Apesar das ressalvas apontadas, o relatório salienta a importância da prevenção e do combate à desinformação científica. Para isso, lista uma série de recomendações práticas para que governos e sociedades contenham seu avanço. 

Entre elas, está a polêmica remoção de publicações de redes sociais, tal como aconteceu com o ex-presidente dos Estados Unidos Donald Trump.
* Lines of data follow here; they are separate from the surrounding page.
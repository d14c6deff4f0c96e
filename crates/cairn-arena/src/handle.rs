//! Allocation handles.
//!
//! An [`Allocation`] records where a push landed: which chunk of the chain,
//! the byte offset inside it, and the length. It resolves to a byte slice in
//! O(1) through [`Arena::bytes`](crate::Arena::bytes).

use std::fmt;
use std::ops::Range;

/// Physical location of a push within the arena.
///
/// Handles are plain `Copy` values and do not borrow the arena. A handle is
/// valid until a rollback or reset moves its chunk's cursor behind
/// `offset + len`, or until the arena is released.
#[derive(Clone, Copy, Debug, PartialEq, Eq, Hash)]
pub struct Allocation {
    pub(crate) chunk: usize,
    pub(crate) offset: usize,
    pub(crate) len: usize,
}

impl Allocation {
    pub(crate) fn new(chunk: usize, offset: usize, len: usize) -> Self {
        Self { chunk, offset, len }
    }

    /// Index of the chunk in the chain (0 is the head).
    pub fn chunk(&self) -> usize {
        self.chunk
    }

    /// Byte offset from the start of the chunk.
    pub fn offset(&self) -> usize {
        self.offset
    }

    /// Length in bytes.
    pub fn len(&self) -> usize {
        self.len
    }

    /// Whether this is a zero-length allocation.
    pub fn is_empty(&self) -> bool {
        self.len == 0
    }

    /// Byte range covered inside the owning chunk.
    pub fn range(&self) -> Range<usize> {
        self.offset..self.offset + self.len
    }
}

impl fmt::Display for Allocation {
    fn fmt(&self, f: &mut fmt::Formatter<'_>) -> fmt::Result {
        write!(
            f,
            "Allocation(chunk={}, off={}, len={})",
            self.chunk, self.offset, self.len
        )
    }
}
//! Growable array with explicit initialisation.
//!
//! [`List<T>`] is a contiguous, indexable sequence with amortised O(1)
//! append, O(1) indexed access and O(1) pop from the end. It tracks its own
//! logical capacity (exposed together with the length as a [`Header`]) and
//! grows geometrically: `2 * capacity + HEADER_SLOTS`.
//!
//! A list starts life either initialised ([`List::new`], eight slots) or
//! uninitialised ([`List::uninit`] / [`Default`]). Read-only queries work on
//! both; appending requires initialisation.

#![deny(missing_docs)]
#![deny(rustdoc::broken_intra_doc_links)]
#![deny(unsafe_code)]

pub mod error;
pub mod list;

pub use error::ListError;
pub use list::{grown_capacity, Header, List, HEADER_SLOTS, LIST_INITIAL_CAPACITY};
//! Benchmark profiles and utilities for Cairn.
//!
//! Provides pre-built allocation profiles for benchmarking:
//!
//! - [`reference_profile`]: 100x100 grid (10K cell records) plus one state block
//! - [`stress_profile`]: 316x316 grid (~100K cell records)
//! - [`populate_grid`]: replays a profile's pushes into an arena

#![forbid(unsafe_code)]
#![deny(rustdoc::broken_intra_doc_links)]

use cairn_arena::{Allocation, Arena, ArenaError};
use cairn_list::{List, ListError};
use cairn_test_utils::GridProfile;

/// Reference profile: 100x100 cells of 10 px.
pub fn reference_profile() -> GridProfile {
    GridProfile::reference()
}

/// Stress profile: 316x316 cells (~100K records), 10x the reference.
pub fn stress_profile() -> GridProfile {
    GridProfile::new(316, 316, 3)
}

/// Handles produced by [`populate_grid`].
pub struct GridAllocations {
    /// The one-off global state block.
    pub state: Allocation,
    /// One record per cell, row-major.
    pub records: Vec<Allocation>,
}

/// Push the state block, then one encoded record per cell, row-major.
pub fn populate_grid(arena: &mut Arena, profile: &GridProfile) -> Result<GridAllocations, ArenaError> {
    let state = arena.push(profile.state_size)?;
    let mut records = Vec::with_capacity(profile.cell_count());
    for row in 0..profile.rows {
        for col in 0..profile.cols {
            let bytes = profile.record(row, col).to_bytes();
            records.push(arena.push_bytes(&bytes)?);
        }
    }
    Ok(GridAllocations { state, records })
}

/// A list holding `0..n`.
pub fn filled_list(n: u64) -> Result<List<u64>, ListError> {
    let mut list = List::new()?;
    for i in 0..n {
        list.append(i)?;
    }
    Ok(list)
}
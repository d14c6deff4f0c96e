//! Contiguous byte chunks with bump allocation.
//!
//! A [`Chunk`] is one zero-filled `Box<[u8]>` with a cursor. The arena owns
//! a chain of them; see [`Arena`](crate::Arena).

use crate::error::ArenaError;

/// A single contiguous memory chunk with bump allocation.
///
/// The region is zero-filled once, at creation. Bytes are never re-zeroed
/// afterwards: a rollback followed by a new bump hands back whatever was
/// last written there.
pub struct Chunk {
    /// Backing storage, allocated to full size at creation.
    region: Box<[u8]>,
    /// Bump pointer: offset of the next free byte.
    current: usize,
}

impl Chunk {
    /// Allocate a zero-filled chunk of exactly `size` bytes.
    ///
    /// Returns [`ArenaError::AllocationFailed`] if the system allocator
    /// refuses the request instead of aborting the process.
    pub(crate) fn new(size: usize) -> Result<Self, ArenaError> {
        let mut region = Vec::new();
        region
            .try_reserve_exact(size)
            .map_err(|_| ArenaError::AllocationFailed { requested: size })?;
        region.resize(size, 0u8);
        Ok(Self {
            region: region.into_boxed_slice(),
            current: 0,
        })
    }

    /// Bump `len` bytes from this chunk.
    ///
    /// Returns the starting offset, or `None` if the remaining space is
    /// smaller than `len`.
    pub(crate) fn bump(&mut self, len: usize) -> Option<usize> {
        if self.remaining() < len {
            return None;
        }
        let offset = self.current;
        self.current += len;
        Some(offset)
    }

    /// Move the cursor to `position`.
    ///
    /// Callers check `position <= size()`.
    pub(crate) fn set_current(&mut self, position: usize) {
        debug_assert!(position <= self.region.len());
        self.current = position;
    }

    /// Shared view of `len` bytes at `offset`, or `None` if it reaches past the cursor.
    pub(crate) fn live(&self, offset: usize, len: usize) -> Option<&[u8]> {
        let end = offset.checked_add(len)?;
        if end > self.current {
            return None;
        }
        Some(&self.region[offset..end])
    }

    /// Mutable view of `len` bytes at `offset`, or `None` if it reaches past the cursor.
    pub(crate) fn live_mut(&mut self, offset: usize, len: usize) -> Option<&mut [u8]> {
        let end = offset.checked_add(len)?;
        if end > self.current {
            return None;
        }
        Some(&mut self.region[offset..end])
    }

    /// Total size of the chunk in bytes.
    pub fn size(&self) -> usize {
        self.region.len()
    }

    /// Offset of the next free byte.
    pub fn used(&self) -> usize {
        self.current
    }

    /// Bytes still available for bumping.
    pub fn remaining(&self) -> usize {
        self.region.len() - self.current
    }
}

impl std::fmt::Debug for Chunk {
    fn fmt(&self, f: &mut std::fmt::Formatter<'_>) -> std::fmt::Result {
        f.debug_struct("Chunk")
            .field("size", &self.size())
            .field("current", &self.current)
            .finish()
    }
}
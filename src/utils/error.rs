// src/utils/error.rs
use thiserror::Error;

#[derive(Debug, Error)]
pub enum ServiceError {
    #[error("Configuration error: {0}")]
    Config(String),

    #[error("Initialization error: {0}")]
    Init(String),

    #[error("Validation error: {0}")]
    Validation(String),

    #[error("Staging error: {0}")]
    Staging(String),

    #[error("Detection error: {0}")]
    NoFaceDetected(String),

    #[error("Verifier error: {0}")]
    Verifier(String),

    #[error("Internal error: {0}")]
    Internal(String),
}

impl ServiceError {
    /// Stable identifier callers can branch on, independent of the message text.
    pub fn kind(&self) -> &'static str {
        match self {
            ServiceError::Config(_) => "config",
            ServiceError::Init(_) => "init",
            ServiceError::Validation(_) => "validation",
            ServiceError::Staging(_) => "staging",
            ServiceError::NoFaceDetected(_) => "no_face_detected",
            ServiceError::Verifier(_) => "verifier",
            ServiceError::Internal(_) => "internal",
        }
    }
}

pub type Result<T> = std::result::Result<T, ServiceError>;
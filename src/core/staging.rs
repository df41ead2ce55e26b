// src/core/staging.rs
use std::path::{Path, PathBuf};
use tracing::{debug, warn};
use uuid::Uuid;

use crate::utils::config::StagingConfig;
use crate::utils::error::{Result, ServiceError};

/// Scoped directory where uploaded images are staged for the duration of a
/// single verification request.
///
/// Collision safety under concurrent requests comes from the UUIDv4 prefix on
/// every staged file; no locking is involved.
pub struct StagingArea {
    root: PathBuf,
}

impl StagingArea {
    /// Creates the staging directory if it does not exist yet.
    pub async fn new(config: &StagingConfig) -> Result<Self> {
        let root = PathBuf::from(&config.directory);
        tokio::fs::create_dir_all(&root)
            .await
            .map_err(|e| ServiceError::Staging(format!("Failed to create staging directory {}: {}", root.display(), e)))?;

        Ok(Self { root })
    }

    pub fn root(&self) -> &Path {
        &self.root
    }

    /// Writes `bytes` under a fresh unique name and returns a guard that
    /// removes the file when dropped.
    pub async fn stage(&self, original_name: &str, bytes: &[u8]) -> Result<StagedFile> {
        let file_name = format!("{}_{}", Uuid::new_v4(), sanitize_file_name(original_name));
        let path = self.root.join(file_name);

        tokio::fs::write(&path, bytes)
            .await
            .map_err(|e| ServiceError::Staging(format!("Failed to write {}: {}", path.display(), e)))?;

        debug!("Staged upload at {}", path.display());
        Ok(StagedFile { path })
    }
}

/// A staged upload, removed from disk on drop regardless of how the request
/// ends.
pub struct StagedFile {
    path: PathBuf,
}

impl StagedFile {
    pub fn path(&self) -> &Path {
        &self.path
    }
}

impl Drop for StagedFile {
    fn drop(&mut self) {
        if let Err(e) = std::fs::remove_file(&self.path) {
            warn!("Failed to remove staged file {}: {}", self.path.display(), e);
        }
    }
}

/// Reduces a client-supplied filename to its final path component so that
/// staged files can never escape the staging directory.
fn sanitize_file_name(original: &str) -> String {
    Path::new(original)
        .file_name()
        .and_then(|name| name.to_str())
        .filter(|name| !name.is_empty())
        .unwrap_or("upload")
        .to_string()
}
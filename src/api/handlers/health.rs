use actix_web::{
    web::{self, Data},
    HttpResponse, Scope,
};
use serde_json::json;

use crate::core::services::health::HealthService;

pub fn scope() -> Scope {
    web::scope("/health").service(web::resource("").route(web::get().to(health)))
}

async fn health(service: Data<HealthService>) -> HttpResponse {
    let metrics = service.get_metrics();

    HttpResponse::Ok().json(json!({
        "status": "ok",
        "uptime_seconds": metrics.uptime_seconds,
        "processed_requests": metrics.processed_requests,
    }))
}
// src/core/comparator/deepface.rs
use async_trait::async_trait;
use base64::Engine;
use reqwest::StatusCode;
use serde::{Deserialize, Serialize};
use std::path::Path;
use tracing::{debug, warn};

use super::{Comparison, FaceComparator};
use crate::utils::config::VerifierConfig;
use crate::utils::error::{Result, ServiceError};

/// Client for a DeepFace-compatible verification service.
///
/// The service exposes `POST /verify` taking both images as base64 data URIs
/// together with the embedding model, detector backend and strict-detection
/// flag, and replies with the verdict plus the raw distance/threshold pair.
pub struct DeepFaceClient {
    config: VerifierConfig,
    client: reqwest::Client,
}

#[derive(Debug, Serialize)]
struct VerifyRequest<'a> {
    img1_path: String,
    img2_path: String,
    model_name: &'a str,
    detector_backend: &'a str,
    enforce_detection: bool,
}

#[derive(Debug, Deserialize)]
struct VerifyReply {
    verified: bool,
    distance: Option<f64>,
    threshold: Option<f64>,
}

#[derive(Debug, Deserialize)]
struct ErrorReply {
    error: String,
}

impl DeepFaceClient {
    pub fn new(config: VerifierConfig) -> Result<Self> {
        let client = reqwest::Client::builder()
            .timeout(std::time::Duration::from_secs(config.request_timeout_secs))
            .build()
            .map_err(|e| ServiceError::Init(format!("Failed to build verifier HTTP client: {}", e)))?;

        Ok(Self { config, client })
    }

    fn verify_url(&self) -> String {
        format!("{}/verify", self.config.endpoint.trim_end_matches('/'))
    }

    async fn encode_image(path: &Path) -> Result<String> {
        let bytes = tokio::fs::read(path)
            .await
            .map_err(|e| ServiceError::Staging(format!("Failed to read staged image {}: {}", path.display(), e)))?;

        let mime = match path.extension().and_then(|ext| ext.to_str()) {
            Some("png") | Some("PNG") => "image/png",
            _ => "image/jpeg",
        };

        Ok(format!(
            "data:{};base64,{}",
            mime,
            base64::engine::general_purpose::STANDARD.encode(bytes)
        ))
    }
}

#[async_trait]
impl FaceComparator for DeepFaceClient {
    async fn compare(&self, reference: &Path, probe: &Path) -> Result<Comparison> {
        let request = VerifyRequest {
            img1_path: Self::encode_image(reference).await?,
            img2_path: Self::encode_image(probe).await?,
            model_name: &self.config.model_name,
            detector_backend: &self.config.detector_backend,
            enforce_detection: self.config.enforce_detection,
        };

        debug!(
            model = %self.config.model_name,
            backend = %self.config.detector_backend,
            "Submitting verification to {}",
            self.verify_url()
        );

        let response = self
            .client
            .post(self.verify_url())
            .json(&request)
            .send()
            .await
            .map_err(|e| ServiceError::Verifier(format!("Verification request failed: {}", e)))?;

        let status = response.status();
        if status.is_success() {
            let reply: VerifyReply = response
                .json()
                .await
                .map_err(|e| ServiceError::Verifier(format!("Malformed verifier reply: {}", e)))?;

            Ok(Comparison {
                verified: reply.verified,
                distance: reply.distance,
                threshold: reply.threshold,
            })
        } else {
            let body = response.text().await.unwrap_or_default();
            warn!("Verifier returned {}: {}", status, body);
            Err(classify_failure(status, &body))
        }
    }
}

/// Maps a non-2xx verifier reply onto the error taxonomy. Detection
/// failures arrive as free-text messages, so classification goes by the
/// message body.
fn classify_failure(status: StatusCode, body: &str) -> ServiceError {
    let message = serde_json::from_str::<ErrorReply>(body)
        .map(|reply| reply.error)
        .unwrap_or_else(|_| {
            if body.is_empty() {
                format!("verifier replied with status {}", status)
            } else {
                body.to_string()
            }
        });

    let lowered = message.to_lowercase();
    if lowered.contains("could not be detected") || lowered.contains("no face") {
        ServiceError::NoFaceDetected(message)
    } else {
        ServiceError::Verifier(message)
    }
}
// src/core/services/verification.rs
use std::sync::Arc;
use tracing::{error, info};

use crate::core::comparator::{Comparison, FaceComparator};
use crate::core::staging::StagingArea;
use crate::utils::error::Result;

/// One uploaded image as received from the endpoint, alive for a single
/// request only.
#[derive(Debug, Clone)]
pub struct UploadedImage {
    pub filename: String,
    pub bytes: Vec<u8>,
}

pub struct VerificationService {
    staging: StagingArea,
    comparator: Arc<dyn FaceComparator>,
}

impl VerificationService {
    pub fn new(staging: StagingArea, comparator: Arc<dyn FaceComparator>) -> Self {
        Self { staging, comparator }
    }

    /// Stages both uploads, runs the comparison, and releases the staged
    /// files when the guards drop — on the failure paths as well as on
    /// success.
    pub async fn verify(&self, id_card: UploadedImage, selfie: UploadedImage) -> Result<Comparison> {
        let staged_id_card = self.staging.stage(&id_card.filename, &id_card.bytes).await?;
        let staged_selfie = self.staging.stage(&selfie.filename, &selfie.bytes).await?;

        let outcome = self
            .comparator
            .compare(staged_id_card.path(), staged_selfie.path())
            .await;

        match &outcome {
            Ok(comparison) => {
                info!(
                    verified = comparison.verified,
                    distance = ?comparison.distance,
                    threshold = ?comparison.threshold,
                    "Verification completed"
                );
            }
            Err(e) => error!("Verification failed: {}", e),
        }

        outcome
    }
}

#[cfg(test)]
mod tests {
    use super::*;
    use crate::core::comparator::MockFaceComparator;
    use crate::utils::config::StagingConfig;
    use crate::utils::error::ServiceError;

    fn upload(name: &str) -> UploadedImage {
        UploadedImage {
            filename: name.to_string(),
            bytes: vec![0xFF, 0xD8, 0xFF, 0xE0],
        }
    }

    async fn service_with(
        dir: &std::path::Path,
        comparator: MockFaceComparator,
    ) -> VerificationService {
        let staging = StagingArea::new(&StagingConfig {
            directory: dir.to_string_lossy().into_owned(),
            max_upload_bytes: 1024,
        })
        .await
        .unwrap();

        VerificationService::new(staging, Arc::new(comparator))
    }

    fn staged_file_count(dir: &std::path::Path) -> usize {
        std::fs::read_dir(dir).unwrap().count()
    }

    #[test_log::test(tokio::test)]
    async fn returns_comparison_and_cleans_up() {
        let tmp = tempfile::tempdir().unwrap();

        let mut comparator = MockFaceComparator::new();
        comparator.expect_compare().times(1).returning(|reference, probe| {
            // Both staged files must exist while the comparator runs.
            assert!(reference.exists());
            assert!(probe.exists());
            Ok(Comparison {
                verified: true,
                distance: Some(0.34),
                threshold: Some(0.68),
            })
        });

        let service = service_with(tmp.path(), comparator).await;
        let comparison = service.verify(upload("id.jpg"), upload("selfie.jpg")).await.unwrap();

        assert!(comparison.verified);
        assert_eq!(comparison.similarity(), Some(50.0));
        assert_eq!(staged_file_count(tmp.path()), 0);
    }

    #[test_log::test(tokio::test)]
    async fn cleans_up_when_comparator_fails() {
        let tmp = tempfile::tempdir().unwrap();

        let mut comparator = MockFaceComparator::new();
        comparator
            .expect_compare()
            .times(1)
            .returning(|_, _| Err(ServiceError::NoFaceDetected("Face could not be detected.".into())));

        let service = service_with(tmp.path(), comparator).await;
        let error = service
            .verify(upload("id.jpg"), upload("selfie.jpg"))
            .await
            .unwrap_err();

        assert!(matches!(error, ServiceError::NoFaceDetected(_)));
        assert_eq!(staged_file_count(tmp.path()), 0);
    }
}
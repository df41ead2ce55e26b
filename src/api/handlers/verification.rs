use actix_multipart::{Field, Multipart};
use actix_web::{
    web::{self, Data},
    HttpResponse, Scope,
};
use futures::TryStreamExt;
use tracing::{debug, info};

use crate::{
    api::types::VerificationResponse,
    core::services::{
        health::HealthService,
        verification::{UploadedImage, VerificationService},
    },
    utils::{config::Config, error::ServiceError},
};

pub fn scope() -> Scope {
    web::scope("/verify-face").service(web::resource("").route(web::post().to(verify_face)))
}

async fn verify_face(
    service: Data<VerificationService>,
    health: Data<HealthService>,
    config: Data<Config>,
    payload: Multipart,
) -> Result<HttpResponse, ServiceError> {
    health.record_request();
    info!("Received face verification request");

    let (id_card, selfie) = read_required_images(payload, config.staging.max_upload_bytes).await?;

    let comparison = service.verify(id_card, selfie).await?;

    Ok(HttpResponse::Ok().json(VerificationResponse::from(&comparison)))
}

/// Pulls the two required file fields out of the multipart stream. Missing
/// or malformed fields fail here, before anything touches the staging area.
async fn read_required_images(
    mut payload: Multipart,
    max_bytes: usize,
) -> Result<(UploadedImage, UploadedImage), ServiceError> {
    let mut id_card = None;
    let mut selfie = None;

    while let Some(mut field) = payload
        .try_next()
        .await
        .map_err(|e| ServiceError::Validation(format!("Malformed multipart payload: {}", e)))?
    {
        let name = field.name().to_string();
        match name.as_str() {
            "id_card" => id_card = Some(read_image_field(&mut field, max_bytes).await?),
            "selfie" => selfie = Some(read_image_field(&mut field, max_bytes).await?),
            other => {
                debug!("Ignoring unexpected multipart field: {}", other);
                drain_field(&mut field).await?;
            }
        }
    }

    let id_card =
        id_card.ok_or_else(|| ServiceError::Validation("Missing required file field: id_card".into()))?;
    let selfie =
        selfie.ok_or_else(|| ServiceError::Validation("Missing required file field: selfie".into()))?;

    Ok((id_card, selfie))
}

async fn read_image_field(field: &mut Field, max_bytes: usize) -> Result<UploadedImage, ServiceError> {
    let name = field.name().to_string();
    let filename = field
        .content_disposition()
        .get_filename()
        .unwrap_or("upload")
        .to_string();

    let mut bytes = Vec::new();
    while let Some(chunk) = field
        .try_next()
        .await
        .map_err(|e| ServiceError::Validation(format!("Failed to read field {}: {}", name, e)))?
    {
        if bytes.len() + chunk.len() > max_bytes {
            return Err(ServiceError::Validation(format!(
                "Field {} exceeds the {} byte upload limit",
                name, max_bytes
            )));
        }
        bytes.extend_from_slice(&chunk);
    }

    Ok(UploadedImage { filename, bytes })
}

async fn drain_field(field: &mut Field) -> Result<(), ServiceError> {
    while field
        .try_next()
        .await
        .map_err(|e| ServiceError::Validation(format!("Malformed multipart payload: {}", e)))?
        .is_some()
    {}
    Ok(())
}
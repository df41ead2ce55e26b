pub mod api;
pub mod core;
pub mod utils;

use actix_cors::Cors;
use actix_web::{web, App, HttpServer};
use std::sync::Arc;
use tracing::info;

use crate::{
    core::{
        comparator::{DeepFaceClient, FaceComparator},
        services::{health::HealthService, verification::VerificationService},
        staging::StagingArea,
    },
    utils::{
        config::Config,
        error::{Result, ServiceError},
    },
};

pub struct Application {
    config: Arc<Config>,
    verification_service: Arc<VerificationService>,
    health_service: Arc<HealthService>,
}

impl Application {
    pub async fn new(config: Config) -> Result<Self> {
        let config = Arc::new(config);

        info!("Initializing staging area at {}", config.staging.directory);
        let staging = StagingArea::new(&config.staging).await?;

        info!("Initializing face comparator for {}", config.verifier.endpoint);
        let comparator: Arc<dyn FaceComparator> =
            Arc::new(DeepFaceClient::new(config.verifier.clone())?);

        let verification_service = Arc::new(VerificationService::new(staging, comparator));
        let health_service = Arc::new(HealthService::new());

        Ok(Self {
            config,
            verification_service,
            health_service,
        })
    }

    pub async fn run(&self) -> Result<()> {
        use crate::api::handlers;

        let config = self.config.clone();
        let verification_service = self.verification_service.clone();
        let health_service = self.health_service.clone();

        info!(
            "Starting API server on {}:{}",
            self.config.node.host, self.config.node.port
        );

        HttpServer::new(move || {
            App::new()
                .wrap(Cors::permissive())
                .app_data(web::Data::from(config.clone()))
                .app_data(web::Data::from(verification_service.clone()))
                .app_data(web::Data::from(health_service.clone()))
                .service(handlers::verification::scope())
                .service(handlers::health::scope())
        })
        .bind((self.config.node.host.as_str(), self.config.node.port))
        .map_err(|e| ServiceError::Init(format!("Failed to bind API server: {}", e)))?
        .run()
        .await
        .map_err(|e| ServiceError::Internal(format!("API server terminated abnormally: {}", e)))
    }
}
Em vez disso se concentrar nisso, o estudo propõe apoiar os programas de checagem de fatos.

De acordo com o professor Kelly, “a verificação de fatos é especialmente importante, e essa é uma área onde a comunidade científica pode ajudar”.

A pesquisa sugere também que o combate à desinformação ocorra além das grandes plataformas de mídia social, dando maior atenção para o combate à desinformação nas plataformas de mensagem privada.

No entanto, o estudo é cuidadoso quanto a um ponto sensível quando o assunto é moderação de conteúdo:  a privacidade do usuário.

O relatório sustenta que preservar  a criptografia de ponta a ponta é essencial, defendendo intervenções que não exijam conhecimento prévio do conteúdo de uma mensagem.

Este é um dos pontos mais complexos do debate sobre moderação. Organizações dedicadas a proteger direitos das crianças e autoridades de segurança pública são contra a criptografia de ponta a ponta porque ela dificulta a identificação e punição de criminosos.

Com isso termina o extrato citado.